The BLS released its labor turnover data, or JOLTS, earlier today. There have been two main issues with it, starting with Job Openings (JO) which is widely cited along with the unemployment rate to represent the widely reported labor shortage theory. More controversial has been Quits, lately dubbed in the media as the Great Resignation for a variety of presumed causes.

Beginning with JO, the estimated level of labor demand has been relatively constant up at historic levels (around 11 million, give or take) since last July. And that’s precisely the problem with the series. As discussed in detail last month, these figures make no sense rather having been transformed (in a way not explained) into an entirely different set of relationships with other economic data.

The Beveridge Curve defines, or had, one of those, an key intuitive one, between the estimated demand for labor and its utilization. There should be a relatively stable correspondence but instead the curve since the start of the 2020 recession shifted so much farther out to the right than it had following the Great “Recession” (already a long-ago red flag on JO).

Given the dramatic surge in the BLS measure from the start of last year until July, and then a plateau in it, these results totally break down the Beveridge Curve in both directions at different times: the “curve” went vertical up to last summer, indicating no relationship between JO therefore the Job Openings rate, by any measure, and the unemployment rate; and now it is horizontal as the JO rate remains unchanged for the falling unemployment rate.

The latest updated figures do nothing to dispel suspicions which necessarily follow at what is an inopportune moment for those at the Federal Reserve attempting to justify rate hikes largely on the most charitable interpretations of, and commitments to, this data as well as others such as the equally suspect unemployment rate (continuously plagued by the participation problem).

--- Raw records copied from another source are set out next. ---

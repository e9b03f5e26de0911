// SPDX-License-Identifier: MPL-2.0
// This Source Code Form is subject to the terms of the Mozilla Public
// License, v. 2.0. If a copy of the MPL was not distributed with this
// file, You can obtain one at https://mozilla.org/MPL/2.0/.

//! Decoder and encoder traits.

use bytes::{Bytes, BytesMut};

use crate::error::DecodeError;

use super::{SessionHeader, StatusCode, TransportHeader};

/// Something the decoder found in the inbound stream.
#[derive(Debug, Clone, PartialEq, Eq)]
pub enum DecoderEvent {
    /// A root-layer frame was received.
    ///
    /// Emitted for every frame, whatever it contains. The manager uses it for
    /// election and heartbeat timing only.
    RootData(TransportHeader),

    /// A command addressed to an endpoint.
    Request {
        /// Where the command came from.
        transport: TransportHeader,
        /// Session-layer header of the command.
        header: SessionHeader,
        /// The raw command payload.
        payload: Bytes,
    },
}

/// Layered E1.33 decoder shared by all device connections.
///
/// The manager owns one decoder and calls it synchronously from the inbound
/// data path, one connection at a time.
pub trait Decoder: Send {
    /// Decodes every complete frame in `buffer`.
    ///
    /// Consumed bytes must be removed from `buffer`; an incomplete trailing
    /// frame stays buffered until more data arrives. For each frame the decoder
    /// yields a [`DecoderEvent::RootData`] before any events from inner layers.
    ///
    /// # Errors
    ///
    /// Returns an error if the stream is corrupt. The connection is closed.
    fn decode(
        &mut self,
        transport: &TransportHeader,
        buffer: &mut BytesMut,
    ) -> Result<Vec<DecoderEvent>, DecodeError>;
}

/// Builds encoded envelopes for sending to devices.
pub trait MessageBuilder: Send + Sync {
    /// Builds a status message wrapped in session framing that echoes
    /// `sequence` and `endpoint`.
    fn build_status(
        &self,
        sequence: u32,
        endpoint: u16,
        code: StatusCode,
        description: &str,
    ) -> Bytes;

    /// Builds a TCP heartbeat message.
    fn build_heartbeat(&self) -> Bytes;
}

The other hitch that JOLTS helps us identify isn’t quitting rather total turnover, meaning suspiciously weak and low hiring that may yet still be too optimistic. If JO was anywhere close to an accurate picture of real labor demand, then the rate of hiring would have surged by a commensurate amount. It hasn’t; furthermore, it has dropped considerably over the final few months of 2021.

Also noted with last month’s JOLTS, there is a growing discrepancy between total turnover as it should, but hasn’t recently, correspond to the monthly payroll change (Establishment Survey).

Doing the quick arithmetic, you start with a December monthly hiring rate now down below 6.3 million, falling sharply by 333,000 from November (all seasonally adjusted), and subtract 140,000 fewer layoffs and discharges along with 161,000 fewer quits and from the perspective of net turnover the single-month increase in labor utilization “should” have been something like 756,000.



The Establishment Survey gained only 199,000 in December. Even after accounting for the adjustment factor, there remains the same noticeable gap I wrote about last month which only grew wider with this latest update.

It can only be one of four possibilities (already eliminating the low likelihood there’s been more layoffs than what’s been figured): hiring hasn’t been as good as JOLTS estimates; the Establishment Survey has contrarily been too pessimistic; there is a statistical issue with one or both collections; or, more people have been quitting than even the large monthly amounts already tabulated over the past half year.

Payroll data (Establishment Survey) will be released on Friday, of course, and expectations have dwindled for it (omicron already blamed). The consensus (FWIW) currently sees much the same for January 2022 as December 2021 (which probably means the noisy monthly payroll will be a blowout!)

Having made this exact mistake three and four years ago, to see the data for both JO and now questions surrounding HI in even worse shape than the last time should create significant doubts for policymakers as they try to come up with some reasonable guess for economic tendencies; it won’t since taper and rate hikes in reality have little to do with the economy as it might actually be (expectations).

Insofar as that goes, well, decidedly flat yield curve – like 2018 – already looking ahead to an economy that is, has been, and likely will remain as questionable as some of these JOLTS breakdowns.